Over the summer a number of fast-food workers staged protest to demand higher wages. I stumbled across a number of articles on the topic recently at Business Week and Bloomberg. It’s an interesting debate and if not familiar with the topic you’ll be surprised to find out what type of side item is being served to these workers, public assistance. The problem stems from the fact that your average fast-food worker is no longer the teenager living at home. Over 60% are single or married adults who are not in school. 50% of families of fast-food workers are enrolled in as least one public assistance program. McDonald’s and Wal-Mart are two of the biggest offenders. McDonald’s has gone so far as setting up a resource line to help workers apply for aid. Looking over both McDonald’s and Wal-Mart’s recent profits shows that both are successful. The median salary for a fast-food worker is $8.69 an hour in 2013. These companies are simply taken advantage of tax payers and some outdated laws.

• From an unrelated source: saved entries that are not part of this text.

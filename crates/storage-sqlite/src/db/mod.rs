use log::{error, info};
use std::fs;
use std::path::Path;
use std::sync::Arc;

use diesel::connection::{Connection, SimpleConnection};
use diesel::r2d2::{self, ConnectionManager, Pool, PooledConnection};
use diesel::sqlite::SqliteConnection;
use diesel_migrations::{embed_migrations, EmbeddedMigrations, MigrationHarness};

use crate::errors::{IntoCore, StorageError};
use pagefx_core::errors::{DatabaseError, Error, Result};

const MIGRATIONS: EmbeddedMigrations = embed_migrations!();

pub type DbPool = r2d2::Pool<ConnectionManager<SqliteConnection>>;
pub type DbConnection = PooledConnection<ConnectionManager<SqliteConnection>>;

pub mod write_actor;
pub use write_actor::{spawn_writer, WriteHandle};

/// Creates the database file if needed and applies the file-level pragmas.
/// Returns the resolved database path.
pub fn init(app_data_dir: &str) -> Result<String> {
    let db_path = get_db_path(app_data_dir);

    if let Some(db_dir) = Path::new(&db_path).parent() {
        if !db_dir.as_os_str().is_empty() && !db_dir.exists() {
            fs::create_dir_all(db_dir).map_err(StorageError::from)?;
        }
    }

    {
        let mut conn = SqliteConnection::establish(&db_path).map_err(StorageError::from)?;
        conn.batch_execute(
            "\n            PRAGMA journal_mode = WAL;\n            PRAGMA busy_timeout = 30000;\n            PRAGMA synchronous  = NORMAL;\n        ",
        )
        .into_core()?;
    }

    Ok(db_path)
}

pub fn create_pool(db_path: &str) -> Result<Arc<DbPool>> {
    let manager = ConnectionManager::<SqliteConnection>::new(db_path);
    let pool = r2d2::Pool::builder()
        .max_size(8)
        .min_idle(Some(1)) // Keep at least one connection ready
        .connection_timeout(std::time::Duration::from_secs(30))
        .connection_customizer(Box::new(ConnectionCustomizer {}))
        .build(manager)
        .map_err(|e| Error::Database(DatabaseError::PoolCreationFailed(e.to_string())))?;
    Ok(Arc::new(pool))
}

pub fn run_migrations(pool: &DbPool) -> Result<()> {
    info!("Running database migrations");
    let mut connection = get_connection(pool)?;

    let result = connection.run_pending_migrations(MIGRATIONS).map_err(|e| {
        error!("Database migration failed: {}", e);
        Error::from(StorageError::MigrationFailed(e.to_string()))
    })?;

    if result.is_empty() {
        info!("No pending migrations to apply.");
    } else {
        info!("Applied the following migrations:");
        for migration_version in &result {
            info!("  - {}", migration_version);
        }
    }

    Ok(())
}

pub fn get_db_path(app_data_dir: &str) -> String {
    // Try to get the database URL from the environment variable
    std::env::var("DATABASE_URL").unwrap_or_else(|_| {
        Path::new(app_data_dir)
            .join("pagefx.db")
            .to_string_lossy()
            .to_string()
    })
}

pub fn get_connection(pool: &Pool<ConnectionManager<SqliteConnection>>) -> Result<DbConnection> {
    pool.get().into_core()
}

#[derive(Debug)]
struct ConnectionCustomizer;

impl r2d2::CustomizeConnection<SqliteConnection, diesel::r2d2::Error> for ConnectionCustomizer {
    fn on_acquire(
        &self,
        conn: &mut SqliteConnection,
    ) -> std::result::Result<(), diesel::r2d2::Error> {
        conn.batch_execute(
            "\n            PRAGMA busy_timeout = 30000;\n            PRAGMA synchronous = NORMAL;\n        ",
        )
        .map_err(diesel::r2d2::Error::QueryError)?;

        Ok(())
    }
}
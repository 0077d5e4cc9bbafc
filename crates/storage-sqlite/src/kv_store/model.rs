//! Database model for cached key-value entries.

use diesel::prelude::*;
use serde::{Deserialize, Serialize};

/// One row of the key-value store, e.g. the serialized rate snapshot.
#[derive(Queryable, Selectable, Insertable, Serialize, Deserialize, Debug, Clone)]
#[diesel(table_name = crate::schema::kv_store)]
#[diesel(check_for_backend(diesel::sqlite::Sqlite))]
#[serde(rename_all = "camelCase")]
pub struct KeyValueDB {
    pub key: String,
    pub value: String,
    pub updated_at: String,
}
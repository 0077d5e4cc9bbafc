use crate::errors::Result;
use async_trait::async_trait;

/// Persistent key-value store the rate cache lives in.
///
/// Values are opaque strings; the gateway stores a serialized snapshot
/// under a single fixed key.
#[async_trait]
pub trait KeyValueStoreTrait: Send + Sync {
    fn get(&self, key: &str) -> Result<Option<String>>;
    async fn set(&self, key: &str, value: &str) -> Result<()>;
}
mod model;
mod repository;

pub use model::KeyValueDB;
pub use repository::KeyValueRepository;
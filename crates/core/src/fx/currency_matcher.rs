//! Locates currency amounts in free text.
//!
//! An occurrence is an optional run of whitespace or opening brackets (or the
//! start of a line), the source symbol, optional whitespace, then a run of
//! digits, commas, periods, hyphens and spaces that ends in a digit:
//!
//! ```text
//! "From R 8,000 per night"
//!      ^^^^^^^^
//!      prefix " ", amount "8,000"
//! ```
//!
//! Requiring a boundary before the symbol keeps "R8000" inside "AR8000" from
//! matching, and requiring a trailing digit skips a bare symbol.

use regex::{Captures, Regex};

use super::fx_errors::FxError;

/// One currency amount found in a text blob.
#[derive(Debug, Clone, PartialEq, Eq)]
pub struct CurrencyMatch<'t> {
    /// Byte offset of the match (including the prefix) in the searched text.
    pub start: usize,
    /// The whole matched substring, prefix and symbol included.
    pub raw: &'t str,
    /// Leading whitespace or brackets, preserved verbatim on replacement.
    pub prefix: &'t str,
    /// The numeric run after the symbol, e.g. "8,000".
    pub amount: &'t str,
}

/// Compiled matcher for a single currency symbol.
#[derive(Debug, Clone)]
pub struct CurrencyPattern {
    regex: Regex,
}

impl CurrencyPattern {
    /// Builds the matcher for `symbol`, escaping regex metacharacters such as `$`.
    pub fn for_symbol(symbol: &str) -> Result<Self, FxError> {
        if symbol.is_empty() {
            return Err(FxError::InvalidPattern("empty currency symbol".to_string()));
        }
        let pattern = format!(
            r"(?m)(^|[\s(]+){}\s*([\s0-9,.\-]*[0-9])",
            regex::escape(symbol)
        );
        Ok(Self {
            regex: Regex::new(&pattern)?,
        })
    }

    /// All non-overlapping occurrences, left to right.
    pub fn find_occurrences<'t>(&self, text: &'t str) -> Vec<CurrencyMatch<'t>> {
        self.regex.captures_iter(text).map(to_match).collect()
    }

    /// Rewrites every occurrence with `replace`, leaving the rest of the text
    /// byte-for-byte untouched. Stops at the first replacement error.
    pub fn replace_all<F>(&self, text: &str, mut replace: F) -> Result<String, FxError>
    where
        F: FnMut(&CurrencyMatch<'_>) -> Result<String, FxError>,
    {
        let mut output = String::with_capacity(text.len());
        let mut last_end = 0;

        for caps in self.regex.captures_iter(text) {
            let occurrence = to_match(caps);
            output.push_str(&text[last_end..occurrence.start]);
            output.push_str(&replace(&occurrence)?);
            last_end = occurrence.start + occurrence.raw.len();
        }

        output.push_str(&text[last_end..]);
        Ok(output)
    }
}

fn to_match(caps: Captures<'_>) -> CurrencyMatch<'_> {
    let whole = caps.get(0).expect("capture group 0 is always present");
    CurrencyMatch {
        start: whole.start(),
        raw: whole.as_str(),
        prefix: caps.get(1).map_or("", |m| m.as_str()),
        amount: caps.get(2).map_or("", |m| m.as_str()),
    }
}

/// Convenience wrapper compiling the pattern for a one-off search.
pub fn find_currency_occurrences<'t>(
    text: &'t str,
    source_symbol: &str,
) -> Result<Vec<CurrencyMatch<'t>>, FxError> {
    Ok(CurrencyPattern::for_symbol(source_symbol)?.find_occurrences(text))
}
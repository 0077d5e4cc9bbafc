//! Exchange rate provider abstractions and implementations.
//!
//! This module contains:
//! - The `RateProvider` trait that all rate sources implement
//! - Concrete provider implementations (Fixer)
//!
//! Providers are stateless with respect to credentials: the access key is
//! passed on every call so callers can rotate it without rebuilding the
//! provider.

mod traits;

pub mod fixer;

pub use traits::RateProvider;
//! Error types for the market data crate.
//!
//! [`MarketDataError`] is the single error enum returned by every provider.
//! Callers use [`MarketDataError::is_transient`] to tell an unreachable
//! provider apart from one that answered and refused the request.

use thiserror::Error;

/// Errors that can occur while fetching exchange rates.
#[derive(Error, Debug)]
pub enum MarketDataError {
    /// The provider rate limited the request (HTTP 429 or quota exhausted).
    #[error("Rate limited: {provider}")]
    RateLimited {
        /// The provider that rate limited the request
        provider: String,
    },

    /// The request to the provider timed out.
    #[error("Timeout: {provider}")]
    Timeout {
        /// The provider that timed out
        provider: String,
    },

    /// The access key was missing or refused by the provider.
    #[error("Invalid access key for provider: {provider}")]
    InvalidAccessKey {
        /// The provider that refused the key
        provider: String,
    },

    /// The provider does not accept the requested base currency.
    #[error("Invalid base currency: {0}")]
    InvalidBaseCurrency(String),

    /// The provider answered with an explicit error payload.
    #[error("Request rejected by {provider} ({code}): {info}")]
    Rejected {
        /// The provider that rejected the request
        provider: String,
        /// Provider specific error code
        code: i64,
        /// Human readable explanation sent by the provider
        info: String,
    },

    /// The provider answered with something we could not interpret.
    #[error("Provider error: {provider} - {message}")]
    ProviderError {
        /// The provider that returned the error
        provider: String,
        /// The error message
        message: String,
    },

    /// A network error occurred while communicating with a provider.
    #[error("Network error: {0}")]
    Network(#[from] reqwest::Error),
}

impl MarketDataError {
    /// Returns true when the provider could not be reached or asked us to
    /// slow down, as opposed to answering and refusing the request.
    ///
    /// # Examples
    ///
    /// ```
    /// use pagefx_market_data::errors::MarketDataError;
    ///
    /// let error = MarketDataError::Timeout { provider: "FIXER".to_string() };
    /// assert!(error.is_transient());
    ///
    /// let error = MarketDataError::InvalidBaseCurrency("blah".to_string());
    /// assert!(!error.is_transient());
    /// ```
    pub fn is_transient(&self) -> bool {
        match self {
            Self::RateLimited { .. } | Self::Timeout { .. } => true,
            Self::Network(e) => e.is_timeout() || e.is_connect() || e.is_request(),
            Self::InvalidAccessKey { .. }
            | Self::InvalidBaseCurrency(_)
            | Self::Rejected { .. }
            | Self::ProviderError { .. } => false,
        }
    }
}

#[cfg(test)]
mod tests {
    use super::*;

    #[test]
    fn test_timeout_is_transient() {
        let error = MarketDataError::Timeout {
            provider: "FIXER".to_string(),
        };
        assert!(error.is_transient());
    }

    #[test]
    fn test_rate_limited_is_transient() {
        let error = MarketDataError::RateLimited {
            provider: "FIXER".to_string(),
        };
        assert!(error.is_transient());
    }

    #[test]
    fn test_rejections_are_not_transient() {
        let errors = vec![
            MarketDataError::InvalidAccessKey {
                provider: "FIXER".to_string(),
            },
            MarketDataError::InvalidBaseCurrency("blah".to_string()),
            MarketDataError::Rejected {
                provider: "FIXER".to_string(),
                code: 105,
                info: "Access Restricted".to_string(),
            },
            MarketDataError::ProviderError {
                provider: "FIXER".to_string(),
                message: "unexpected body".to_string(),
            },
        ];
        for error in errors {
            assert!(!error.is_transient(), "{} should not be transient", error);
        }
    }

    #[test]
    fn test_error_display() {
        let error = MarketDataError::InvalidBaseCurrency("blah".to_string());
        assert_eq!(format!("{}", error), "Invalid base currency: blah");

        let error = MarketDataError::Rejected {
            provider: "FIXER".to_string(),
            code: 104,
            info: "Monthly usage limit reached".to_string(),
        };
        assert_eq!(
            format!("{}", error),
            "Request rejected by FIXER (104): Monthly usage limit reached"
        );
    }
}
//! SQLite storage implementation for PageFx.
//!
//! This crate provides the persistent rate cache using Diesel ORM with SQLite.
//! It implements the [`KeyValueStoreTrait`](pagefx_core::fx::KeyValueStoreTrait)
//! defined in `pagefx-core` and contains:
//! - Database connection pooling and management
//! - Diesel migrations
//! - The key-value repository backing the rate cache
//!
//! ```text
//!   core (RateCacheGateway)
//!            │
//!            ▼
//!   storage-sqlite (this crate)
//!            │
//!            ▼
//!        SQLite DB
//! ```

pub mod db;
pub mod errors;
pub mod kv_store;
pub mod schema;

// Re-export database utilities
pub use db::{
    create_pool, get_connection, get_db_path, init, run_migrations, spawn_writer, DbConnection,
    DbPool, WriteHandle,
};

pub use errors::{IntoCore, StorageError};
pub use kv_store::KeyValueRepository;

// Re-export from pagefx-core for convenience
pub use pagefx_core::errors::{DatabaseError, Error, Result};
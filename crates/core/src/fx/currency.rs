//! JSON-driven currency registry.
//!
//! Loads `currencies.json` at compile time via `include_str!` and indexes it
//! by code once via `lazy_static`. The registry never changes afterwards.

use std::collections::HashMap;

use lazy_static::lazy_static;
use serde::Deserialize;

use super::fx_model::CurrencyDescriptor;

// ── JSON schema ──────────────────────────────────────────────────────────────

#[derive(Debug, Deserialize)]
struct CurrencyEntry {
    name: String,
    /// International symbol, e.g. "CA$". Kept in the data file for reference.
    #[allow(dead_code)]
    symbol: String,
    symbol_native: String,
    #[serde(default)]
    decimal_digits: u32,
}

// ── Registry ─────────────────────────────────────────────────────────────────

lazy_static! {
    static ref REGISTRY: HashMap<String, CurrencyDescriptor> = load_registry();
}

fn load_registry() -> HashMap<String, CurrencyDescriptor> {
    let json = include_str!("currencies.json");
    let entries: HashMap<String, CurrencyEntry> =
        serde_json::from_str(json).expect("currencies.json must be valid");

    entries
        .into_iter()
        .map(|(code, entry)| {
            let descriptor = CurrencyDescriptor {
                code: code.clone(),
                name: entry.name,
                symbol: entry.symbol_native,
                decimal_digits: entry.decimal_digits,
            };
            (code, descriptor)
        })
        .collect()
}

/// Looks up a currency by its ISO 4217 code.
pub fn get_currency(code: &str) -> Option<&'static CurrencyDescriptor> {
    REGISTRY.get(code)
}

/// Returns true when the registry knows how to display `code`.
pub fn is_supported_currency(code: &str) -> bool {
    REGISTRY.contains_key(code)
}

/// All registered codes, sorted.
pub fn currency_codes() -> Vec<&'static str> {
    let mut codes: Vec<&'static str> = REGISTRY.keys().map(String::as_str).collect();
    codes.sort_unstable();
    codes
}
use async_trait::async_trait;
use chrono::Utc;
use diesel::prelude::*;
use std::sync::Arc;

use super::model::KeyValueDB;
use crate::db::{get_connection, DbPool, WriteHandle};
use crate::errors::StorageError;
use crate::schema::kv_store::dsl::*;
use pagefx_core::errors::Result;
use pagefx_core::fx::KeyValueStoreTrait;

/// SQLite-backed [`KeyValueStoreTrait`].
///
/// Reads go through the pool; writes are serialized through the writer actor.
pub struct KeyValueRepository {
    pool: Arc<DbPool>,
    writer: WriteHandle,
}

impl KeyValueRepository {
    pub fn new(pool: Arc<DbPool>, writer: WriteHandle) -> Self {
        KeyValueRepository { pool, writer }
    }

    /// Removes `entry_key`; missing keys are not an error.
    pub async fn delete(&self, entry_key: &str) -> Result<()> {
        let entry_key = entry_key.to_string();
        self.writer
            .exec(move |conn| {
                diesel::delete(kv_store.filter(key.eq(entry_key)))
                    .execute(conn)
                    .map_err(StorageError::from)?;
                Ok(())
            })
            .await
    }
}

#[async_trait]
impl KeyValueStoreTrait for KeyValueRepository {
    fn get(&self, entry_key: &str) -> Result<Option<String>> {
        let mut conn = get_connection(&self.pool)?;
        let stored = kv_store
            .filter(key.eq(entry_key))
            .select(value)
            .first::<String>(&mut conn)
            .optional()
            .map_err(StorageError::from)?;
        Ok(stored)
    }

    async fn set(&self, entry_key: &str, entry_value: &str) -> Result<()> {
        let row = KeyValueDB {
            key: entry_key.to_string(),
            value: entry_value.to_string(),
            updated_at: Utc::now().to_rfc3339(),
        };
        log::debug!("Storing {} ({} bytes)", row.key, row.value.len());

        self.writer
            .exec(move |conn| {
                diesel::replace_into(kv_store)
                    .values(&row)
                    .execute(conn)
                    .map_err(StorageError::from)?;
                Ok(())
            })
            .await
    }
}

How to SolveThe easiest way would be to raise wages. This could be done slightly over time to eliminate the need for workers to rely on the public assistance. This would possible increase cost of goods and decrease profits, but reduce the burden on tax payers. The other option would be to charge back the company the amount of public assistance an employee receives. I’m not sure how much support this would receive in Washington.
Bottom LineSomething needs to change. A full time worker making the average of $8.69 an hour will make just over $18k a year. This is just above the poverty guidelines for a family of two. Do the math, after basic needs this is hardly enough to live on. Companies need to provide better opportunities for these workers. If they are dedicate, committed they should have the chance to early high wages to provider for themselves and their family, not relying on public assistance to survive.
Were you aware of this practice by business? How would you solve this problem? Would you trade a more expensive Big Mac for lower taxes?